Ed Ferreira/AE-26/5/2010
Ed Ferreira/AE-26/5/2010

Começa disputa pelo comando do FMI

Possibilidade de Strauss-Kahn se lançar candidato à presidência da França antecipa eleições no Fundo, que pode ter um país emergente na direção

Jamil Chade, O Estado de S.Paulo

20 de abril de 2011 | 00h00

CORRESPONDENTE / GENEBRA

Começa a corrida pela direção do Fundo Monetário Internacional, no que promete ser a primeira eleição desde a criação do FMI a ser aberta também aos países emergentes. Ontem, o primeiro-ministro britânico, David Cameron, deixou claro que não apoiará Gordon Brown e acredita que chegou a vez de a Ásia assumir a entidade, tradicionalmente nas mãos dos europeus.

Mas os candidatos já começam a se perfilar, principalmente diante da possibilidade da decisão do atual diretor, Dominique Strauss-Kahn, de se lançar como candidato à presidência da França, o que obrigaria a entidade a acelerar o processo de escolha de seu substituto. Se o calendário fosse mantido, as eleições ocorreriam em 2012. Mas a eventual saída de Strauss- Kahn promete antecipar tudo.

Ontem, Cameron já alertou que Londres não apoiará o ex-primeiro-ministro Brown, alertando que ele "não seria adequado". Cameron derrotou Brown nas eleições no ano passado. "Não me parece que se existe alguém que acha que não temos um problema de dívida no Reino Unido, quando obviamente temos, essa pessoa seria apropriada para lidar com outros países que têm problemas de dívida e de déficit", disse à BBC.

"É muito importante que o FMI seja liderado por alguém extraordinariamente competente e capaz", disse Cameron. Brown e seus simpatizantes rebatem dizendo que, nos dez anos em que foi responsável pelas Finanças do Reino Unido, o ex-primeiro-ministro promoveu crescimento. Mas ele acabou assumindo o governo só em 2007 e, diante da pior crise em 70 anos, ficou no cargo apenas até maio de 2010.

Mas Cameron deixou claro que está na vez de alguém de fora do grupo ocidental assumir o FMI, até mesmo "para aumentar a visibilidade da entidade no mundo". "Temos o crescimento da Índia, da China e do Sudeste Asiático, uma mudança no foco do mundo e já é hora de o FMI começar a pensar em mudar de foco também", apontou.
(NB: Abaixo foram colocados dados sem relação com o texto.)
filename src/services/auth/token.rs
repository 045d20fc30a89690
use chrono::{DateTime, TimeDelta, Utc};
use jsonwebtoken::errors::ErrorKind;
use jsonwebtoken::{Algorithm, DecodingKey, EncodingKey, Header, Validation};
use serde::{Deserialize, Serialize};
use thiserror::Error;
use uuid::Uuid;

use super::{CallerContext, Role};

/// Access token claims (HS256 JWT payload).
#[derive(Debug, Clone, PartialEq, Eq, Serialize, Deserialize)]
pub struct AccessTokenClaims {
    /// Identity key (email).
    pub sub: String,
    pub role: Role,
    pub iat: i64,
    pub exp: i64,
    pub jti: String,
}

/// Why an inbound token was not accepted.
///
/// Only used for logs; externally every variant means "anonymous".
#[derive(Debug, Error, Clone, Copy, PartialEq, Eq)]
pub enum TokenError {
    #[error("malformed token")]
    Malformed,
    #[error("invalid token signature")]
    InvalidSignature,
    #[error("token expired")]
    Expired,
}

/// Why a token could not be minted.
#[derive(Debug, Error)]
pub enum IssueError {
    #[error("token ttl of {ttl_seconds}s cannot be represented")]
    TtlOutOfRange { ttl_seconds: u64 },
    #[error("failed to sign access token")]
    Signing(#[from] jsonwebtoken::errors::Error),
}

#[derive(Debug, Clone)]
pub struct IssuedToken {
    pub token: String,
    pub expires_at: DateTime<Utc>,
    pub expires_in: u64,
}

/// Mints access tokens with the process-wide HS256 key.
///
/// Key material is intentionally not printable via Debug.
#[derive(Clone)]
pub struct TokenIssuer {
    encoding_key: EncodingKey,
    ttl_seconds: u64,
}

impl std::fmt::Debug for TokenIssuer {
    fn fmt(&self, f: &mut std::fmt::Formatter<'_>) -> std::fmt::Result {
        f.debug_struct("TokenIssuer")
            .field("ttl_seconds", &self.ttl_seconds)
            .finish_non_exhaustive()
    }
}

impl TokenIssuer {
    pub fn new(secret: &[u8], ttl_seconds: u64) -> Self {
        Self {
            encoding_key: EncodingKey::from_secret(secret),
            ttl_seconds,
        }
    }

    pub fn issue(&self, email: &str, role: Role) -> Result<IssuedToken, IssueError> {
        self.issue_at(email, role, Utc::now())
    }

    pub fn issue_at(
        &self,
        email: &str,
        role: Role,
        now: DateTime<Utc>,
    ) -> Result<IssuedToken, IssueError> {
        // `as i64` だと u64::MAX が -1 に化けて発行直後に期限切れになる
        let expires_at = i64::try_from(self.ttl_seconds)
            .ok()
            .and_then(TimeDelta::try_seconds)
            .and_then(|ttl| now.checked_add_signed(ttl))
            .ok_or(IssueError::TtlOutOfRange {
                ttl_seconds: self.ttl_seconds,
            })?;

        let iat = now.timestamp();
        let exp = expires_at.timestamp();

        let claims = AccessTokenClaims {
            sub: email.to_string(),
            role,
            iat,
            exp,
            jti: Uuid::new_v4().to_string(),
        };

        let mut header = Header::new(Algorithm::HS256);
        header.typ = Some("JWT".to_string());
        let token = jsonwebtoken::encode(&header, &claims, &self.encoding_key)?;

        Ok(IssuedToken {
            token,
            expires_at,
            expires_in: self.ttl_seconds,
        })
    }
}

/// Verifies inbound access tokens. No store lookup: identity and role come
/// straight from the signed payload.
#[derive(Clone)]
pub struct TokenValidator {
    decoding_key: DecodingKey,
    validation: Validation,
}

impl std::fmt::Debug for TokenValidator {
    fn fmt(&self, f: &mut std::fmt::Formatter<'_>) -> std::fmt::Result {
        f.debug_struct("TokenValidator")
            .field("algorithms", &self.validation.algorithms)
            .finish_non_exhaustive()
    }
}

impl TokenValidator {
    pub fn new(secret: &[u8]) -> Self {
        let mut validation = Validation::new(Algorithm::HS256);
        // exp is compared against an explicit clock in `validate_at` (no leeway)
        validation.validate_exp = false;
        validation.validate_aud = false;
        validation.leeway = 0;
        validation.set_required_spec_claims(&["exp", "sub"]);

        Self {
            decoding_key: DecodingKey::from_secret(secret),
            validation,
        }
    }

    pub fn validate(&self, token: &str) -> Result<CallerContext, TokenError> {
        self.validate_at(token, Utc::now())
    }

    /// Structure, then signature, then expiry (`now >= exp` is expired).
    pub fn validate_at(&self, token: &str, now: DateTime<Utc>) -> Result<CallerContext, TokenError> {
        let data = jsonwebtoken::decode::<AccessTokenClaims>(
            token,
            &self.decoding_key,
            &self.validation,
        )
        .map_err(classify)?;
        let claims = data.claims;

        if claims.sub.trim().is_empty() {
            return Err(TokenError::Malformed);
        }
        if now.timestamp() >= claims.exp {
            return Err(TokenError::Expired);
        }

        Ok(CallerContext::new(claims.sub, claims.role))
    }
}

fn classify(err: jsonwebtoken::errors::Error) -> TokenError {
    match err.kind() {
        // alg other than HS256 cannot have been signed with our key
        ErrorKind::InvalidSignature | ErrorKind::InvalidAlgorithm => TokenError::InvalidSignature,
        ErrorKind::ExpiredSignature => TokenError::Expired,
        _ => TokenError::Malformed,
    }
}

#[cfg(test)]
mod tests {
    use super::*;
    use base64::Engine;
    use base64::engine::general_purpose::URL_SAFE_NO_PAD;
    use chrono::{Duration as ChronoDuration, TimeZone};

    const SECRET: &[u8] = b"test-secret-test-secret-test-secret!";

    fn fixed_now() -> DateTime<Utc> {
        Utc.with_ymd_and_hms(2030, 1, 2, 3, 4, 5).unwrap()
    }

    fn pair(ttl: u64) -> (TokenIssuer, TokenValidator) {
        (TokenIssuer::new(SECRET, ttl), TokenValidator::new(SECRET))
    }

    fn rewrite_payload(token: &str, edit: impl FnOnce(String) -> String) -> String {
        let parts: Vec<&str> = token.split('.').collect();
        let payload = String::from_utf8(URL_SAFE_NO_PAD.decode(parts[1]).unwrap()).unwrap();
        let payload = URL_SAFE_NO_PAD.encode(edit(payload));
        format!("{}.{}.{}", parts[0], payload, parts[2])
    }

    #[test]
    fn issued_token_validates_to_same_identity_and_role() {
        let (issuer, validator) = pair(3600);

        for role in [Role::User, Role::Admin] {
            let issued = issuer.issue("a@x.com", role).unwrap();
            assert!(!issued.token.is_empty());
            assert_eq!(issued.expires_in, 3600);

            let caller = validator.validate(&issued.token).unwrap();
            assert_eq!(caller, CallerContext::new("a@x.com", role));
        }
    }

    #[test]
    fn valid_until_but_not_at_expiry() {
        let (issuer, validator) = pair(60);
        let now = fixed_now();
        let issued = issuer.issue_at("a@x.com", Role::User, now).unwrap();

        assert!(validator.validate_at(&issued.token, now).is_ok());
        assert!(
            validator
                .validate_at(&issued.token, now + ChronoDuration::seconds(59))
                .is_ok()
        );
        assert_eq!(
            validator.validate_at(&issued.token, issued.expires_at),
            Err(TokenError::Expired)
        );
        assert_eq!(
            validator.validate_at(&issued.token, now + ChronoDuration::hours(1)),
            Err(TokenError::Expired)
        );
    }

    #[test]
    fn token_issued_in_the_past_is_expired_now() {
        let (issuer, validator) = pair(60);
        let issued = issuer
            .issue_at("a@x.com", Role::User, Utc::now() - ChronoDuration::minutes(5))
            .unwrap();

        assert_eq!(validator.validate(&issued.token), Err(TokenError::Expired));
    }

    #[test]
    fn flipping_the_role_breaks_the_signature() {
        let (issuer, validator) = pair(3600);
        let issued = issuer.issue("a@x.com", Role::User).unwrap();

        let forged = rewrite_payload(&issued.token, |p| {
            assert!(p.contains("\"role\":\"USER\""));
            p.replace("\"role\":\"USER\"", "\"role\":\"ADMIN\"")
        });

        assert_eq!(
            validator.validate(&forged),
            Err(TokenError::InvalidSignature)
        );
    }

    #[test]
    fn changing_the_subject_breaks_the_signature() {
        let (issuer, validator) = pair(3600);
        let issued = issuer.issue("a@x.com", Role::User).unwrap();

        let forged = rewrite_payload(&issued.token, |p| p.replace("a@x.com", "b@x.com"));

        assert_eq!(
            validator.validate(&forged),
            Err(TokenError::InvalidSignature)
        );
    }

    #[test]
    fn token_from_another_key_is_rejected() {
        let other = TokenIssuer::new(b"another-secret-another-secret-!!", 3600);
        let issued = other.issue("a@x.com", Role::Admin).unwrap();

        assert_eq!(
            TokenValidator::new(SECRET).validate(&issued.token),
            Err(TokenError::InvalidSignature)
        );
    }

    #[test]
    fn structurally_broken_tokens_are_malformed() {
        let validator = TokenValidator::new(SECRET);

        for raw in ["", "abc", "a.b", "a.b.c", "!!!.###.$$$"] {
            assert_eq!(validator.validate(raw), Err(TokenError::Malformed), "{raw}");
        }
    }

    #[test]
    fn expiry_is_checked_only_after_the_signature() {
        let (issuer, validator) = pair(1);
        let issued = issuer
            .issue_at("a@x.com", Role::User, fixed_now() - ChronoDuration::days(1))
            .unwrap();
        let forged = rewrite_payload(&issued.token, |p| p.replace("USER", "ADMIN"));

        assert_eq!(
            validator.validate(&forged),
            Err(TokenError::InvalidSignature)
        );
    }

    #[test]
    fn debug_output_hides_key_material() {
        let (issuer, validator) = pair(60);
        let printed = format!("{issuer:?} {validator:?}");
        assert!(!printed.contains("test-secret"));
    }

    #[test]
    fn unrepresentable_ttl_is_an_error_not_a_panic() {
        for ttl in [u64::MAX, 100_000_000_000_000_000, i64::MAX as u64] {
            let issuer = TokenIssuer::new(SECRET, ttl);
            assert!(
                matches!(
                    issuer.issue_at("a@x.com", Role::User, fixed_now()),
                    Err(IssueError::TtlOutOfRange { ttl_seconds }) if ttl_seconds == ttl
                ),
                "{ttl}"
            );
        }
    }

    #[test]
    fn longest_configured_ttl_still_validates() {
        let ttl = crate::config::MAX_ACCESS_TOKEN_TTL_SECONDS;
        let (issuer, validator) = pair(ttl);

        let issued = issuer.issue_at("a@x.com", Role::User, fixed_now()).unwrap();
        assert_eq!(issued.expires_at, fixed_now() + ChronoDuration::days(30));
        assert!(validator.validate_at(&issued.token, fixed_now()).is_ok());
    }
}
Criado após a 2.ª Guerra Mundial, o FMI foi estabelecido como parte do esforço entre europeus e americanos para reconstruir o sistema financeiro internacional. Por um acordo de cavalheiros, ficou estabelecido que todos os diretores do FMI seriam europeus, enquanto todos no Banco Mundial seriam americanos.

Diante da crise que eclodiu em 2008 e da emergência de novos polos de poder, o G-20 estipulou o fim do controle europeu sobre a direção do órgão. Entre os nomes mais citados estão o do indiano Pranab Mukherjee, ministro de Finanças da Índia, e o sul-africano Trevor Manuel. Outro cotado é o mexicano Angel Gurria, secretário-geral da OCDE há anos e considerado um candidato que poderia agradar ao mundo desenvolvido.
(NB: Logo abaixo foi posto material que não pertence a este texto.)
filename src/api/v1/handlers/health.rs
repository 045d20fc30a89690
/*
 * Responsibility
 * - GET /health (liveness)。認証不要、authenticator は何もせず通す
 */
use axum::Json;
use serde_json::{Value, json};

pub async fn health() -> Json<Value> {
    Json(json!({ "status": "ok" }))
}
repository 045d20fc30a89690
pub mod api;
pub mod app;
pub mod config;
pub mod error;
pub mod middleware;
pub mod repos;
pub mod services;
pub mod state;
/*
 * Responsibility
 * - 公開 ID ↔ 内部 ID の変換 (sqids)
 * - 連番の DB ID を URL やレスポンスに出さない
 * - Extractor や handler からはこの service を使う (方式変更の影響を局所化)
 */
use sqids::Sqids;
use thiserror::Error;

pub type Result<T> = std::result::Result<T, IdCodecError>;

#[derive(Debug, Error)]
pub enum IdCodecError {
    #[error("SQIDS_MIN_LENGTH must be between 0 and 255, got {value}")]
    InvalidMinLength { value: usize },
    #[error("sqids error: {0}")]
    Sqids(#[from] sqids::Error),
    #[error("id must be non-negative, got {value}")]
    NegativeId { value: i64 },
    #[error("invalid public id format")]
    DecodeInvalidFormat,
    #[error("decoded id is out of range")]
    DecodeOutOfRange,
}

#[derive(Clone, Debug)]
pub struct IdCodec {
    sqids: Sqids,
}

impl IdCodec {
    pub fn new(min_length: usize, alphabet: &str) -> Result<Self> {
        let min_length = u8::try_from(min_length)
            .map_err(|_| IdCodecError::InvalidMinLength { value: min_length })?;

        let sqids = Sqids::builder()
            .min_length(min_length)
            .alphabet(alphabet.chars().collect())
            .build()?;

        Ok(Self { sqids })
    }

    pub fn encode(&self, id: i64) -> Result<String> {
        let n = u64::try_from(id).map_err(|_| IdCodecError::NegativeId { value: id })?;
        Ok(self.sqids.encode(&[n])?)
    }

    pub fn decode(&self, public_id: &str) -> Result<i64> {
        let nums = self.sqids.decode(public_id);
        let [n] = nums.as_slice() else {
            return Err(IdCodecError::DecodeInvalidFormat);
        };
        // sqids は色々な文字列を decode できてしまうので、正規の encode 結果だけ受け付ける
        if self.sqids.encode(&[*n]).ok().as_deref() != Some(public_id) {
            return Err(IdCodecError::DecodeInvalidFormat);
        }
        i64::try_from(*n).map_err(|_| IdCodecError::DecodeOutOfRange)
    }
}

#[cfg(test)]
mod tests {
    use super::*;

    const ALPHABET: &str = "abcdefghijklmnopqrstuvwxyzABCDEFGHIJKLMNOPQRSTUVWXYZ0123456789";

    fn codec() -> IdCodec {
        IdCodec::new(10, ALPHABET).unwrap()
    }

    #[test]
    fn encoded_ids_decode_back() {
        let codec = codec();
        for id in [0_i64, 1, 42, 1_000_000] {
            let public = codec.encode(id).unwrap();
            assert!(public.len() >= 10);
            assert_eq!(codec.decode(&public).unwrap(), id);
        }
    }

    #[test]
    fn negative_ids_cannot_be_encoded() {
        assert!(matches!(
            codec().encode(-1),
            Err(IdCodecError::NegativeId { value: -1 })
        ));
    }

    #[test]
    fn junk_is_rejected() {
        let codec = codec();
        assert!(matches!(
            codec.decode(""),
            Err(IdCodecError::DecodeInvalidFormat)
        ));
        assert!(matches!(
            codec.decode("!!!"),
            Err(IdCodecError::DecodeInvalidFormat)
        ));
    }

    #[test]
    fn min_length_is_bounded() {
        assert!(matches!(
            IdCodec::new(300, ALPHABET),
            Err(IdCodecError::InvalidMinLength { value: 300 })
        ));
    }
}
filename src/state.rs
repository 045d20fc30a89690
/*
 * Responsibility
 * - Router に紐づける共有コンテキスト (AppState)
 *   - auth: AuthService (署名鍵はこの中。起動後は読み取りのみ)
 *   - board: BoardService, id_codec: IdCodec
 * - Clone 前提で持つ (内部は Arc で cheap)
 */
use std::sync::Arc;

use crate::services::{auth::AuthService, board::BoardService, id_codec::IdCodec};

#[derive(Clone, Debug)]
pub struct AppState {
    pub auth: Arc<AuthService>,
    pub board: Arc<BoardService>,
    pub id_codec: IdCodec,
}

impl AppState {
    pub fn new(auth: Arc<AuthService>, board: Arc<BoardService>, id_codec: IdCodec) -> Self {
        Self {
            auth,
            board,
            id_codec,
        }
    }
}
/*
 * Responsibility
 * - middleware の公開インターフェース
 * - auth::access (request authenticator), http (request id / trace / 上限 / CORS / ヘッダ)
 */
pub mod auth;
pub mod http;
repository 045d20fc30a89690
/// Factory: build `AuthService` from application `Config`.
use std::sync::Arc;

use crate::config::Config;
use crate::repos::CredentialStore;
use crate::services::auth::{AuthError, AuthService, PasswordService, TokenIssuer, TokenValidator};

pub fn build_auth_service(
    config: &Config,
    users: Arc<dyn CredentialStore>,
) -> Result<Arc<AuthService>, AuthError> {
    let secret = config.jwt_secret.as_bytes();

    let passwords = PasswordService::new(config.password_hash_cost)?;
    let issuer = TokenIssuer::new(secret, config.access_token_ttl_seconds);
    let validator = TokenValidator::new(secret);

    let auth = AuthService::new(users, passwords, issuer, validator)?;

    Ok(Arc::new(auth))
}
Na Europa, os nomes mais citados são os de Christine Lagarde, atual ministra de Finanças da França, e Mario Draghi, presidente do BC italiano e um dos principais negociadores no G-20. Para o Partido Trabalhista britânico, a ideia de Brown não deveria ser desprezada por Cameron. Há uma semana, nos Estados Unidos, Brown admitiu que cometeu "erros" na gestão da crise. Mas lembrou que todos cometeram.

PARA ENTENDER

Comando sempre esteve com europeus

O Fundo Monetário Internacional (FMI), juntamente com o Banco Mundial (Bird), emergiu em 1945 como um dos pilares da ordem econômica internacional do pós-guerra.

Além disso, sua criação foi necessária para evitar a repetição da desastrosa política econômica que contribuiu para a Grande Depressão de 1929. Tem como objetivo básico zelar pela estabilidade do sistema monetário internacional, por meio da cooperação e da consulta em assuntos monetários entre os seus 187 países-membros.

O presidente do FMI é tradicionalmente um europeu, com exceção da americana Anne Krueger, que manteve o posto até que um novo diretor fosse nomeado. Por sua vez, o presidente do Banco Mundial é sempre um cidadão americano.